In emerging scientific computing environments, matrix computations of increasing size and complexity are increasingly becoming prevalent. However, contemporary matrix language implementations are insufficient in their support for efficient utilization of cloud computing resources, particularly on the user side. We thus developed an extension of the Julia high-performance computation language such that matrix computations are automatically parallelized in the cloud, where users are separated from directly interacting with complex explicitly-parallel computations.

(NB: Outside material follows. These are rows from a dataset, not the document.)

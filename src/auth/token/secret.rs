//! Bearer secret wrapper that keeps token material out of logs.

// crates.io
use sha2::{Digest, Sha256};
// self
use crate::_prelude::*;

/// Bearer token or identity assertion. Formatting never reveals the value; logs correlate
/// tokens through [`fingerprint`](Self::fingerprint) instead.
#[derive(Clone, PartialEq, Eq, Serialize, Deserialize)]
#[serde(transparent)]
pub struct TokenSecret(String);
impl TokenSecret {
	/// Wraps a token string.
	pub fn new(value: impl Into<String>) -> Self {
		Self(value.into())
	}

	/// Raw token, for the wire only.
	pub fn expose(&self) -> &str {
		&self.0
	}

	/// Consumes the wrapper and returns the raw token.
	pub fn into_inner(self) -> String {
		self.0
	}

	/// First 8 hex chars of the SHA-256 of the token.
	pub fn fingerprint(&self) -> String {
		let digest = Sha256::digest(self.0.as_bytes());

		hex::encode(&digest[..4])
	}
}
impl AsRef<str> for TokenSecret {
	fn as_ref(&self) -> &str {
		self.expose()
	}
}
impl Debug for TokenSecret {
	fn fmt(&self, f: &mut Formatter) -> FmtResult {
		write!(f, "TokenSecret(<redacted>, fp={})", self.fingerprint())
	}
}
impl Display for TokenSecret {
	fn fmt(&self, f: &mut Formatter) -> FmtResult {
		f.write_str("<redacted>")
	}
}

We implement lazy evaluation semantics combined with directed graphs to optimize matrix operations on the fly while dynamic simulation finds the optimal tile size and schedule for a given cluster of cloud nodes. A time model prediction of the cluster's performance capacity is constructed to enable simulations. Automatic configuration of communication and worker processes on the cloud networks allow for the framework to automatically scale up for clusters of heterogeneous nodes. Our framework's experimental evaluation comprises eleven benchmarks on an fourteen node (564 CPUs) cluster in the AWS public cloud, revealing speedups of up to a factor of 5.1, with an average 74.39% of the upper bound for speedups.

翻译：在新兴科学计算环境中，规模和复杂度日益增长的矩阵计算正愈发普遍。然而，当前矩阵语言实现在高效利用云计算资源方面支持不足，尤其是在用户端。因此，我们开发了Julia高性能计算语言的扩展，使矩阵计算在云中自动并行化，用户无需直接与复杂的显式并行计算交互。我们实现了惰性求值语义并结合有向图以即时优化矩阵操作，同时通过动态模拟为给定云节点集群寻找最优瓦片大小和调度方案。通过构建集群性能容量的时间模型预测来支持模拟。云网络上通信与工作进程的自动配置使得框架能够自动扩展以适应异构节点集群。我们的框架实验评估在AWS公共云的一个14节点（564 CPU）集群上运行了11个基准测试，结果显示加速比最高达5.1倍，平均达到加速比上限的74.39%。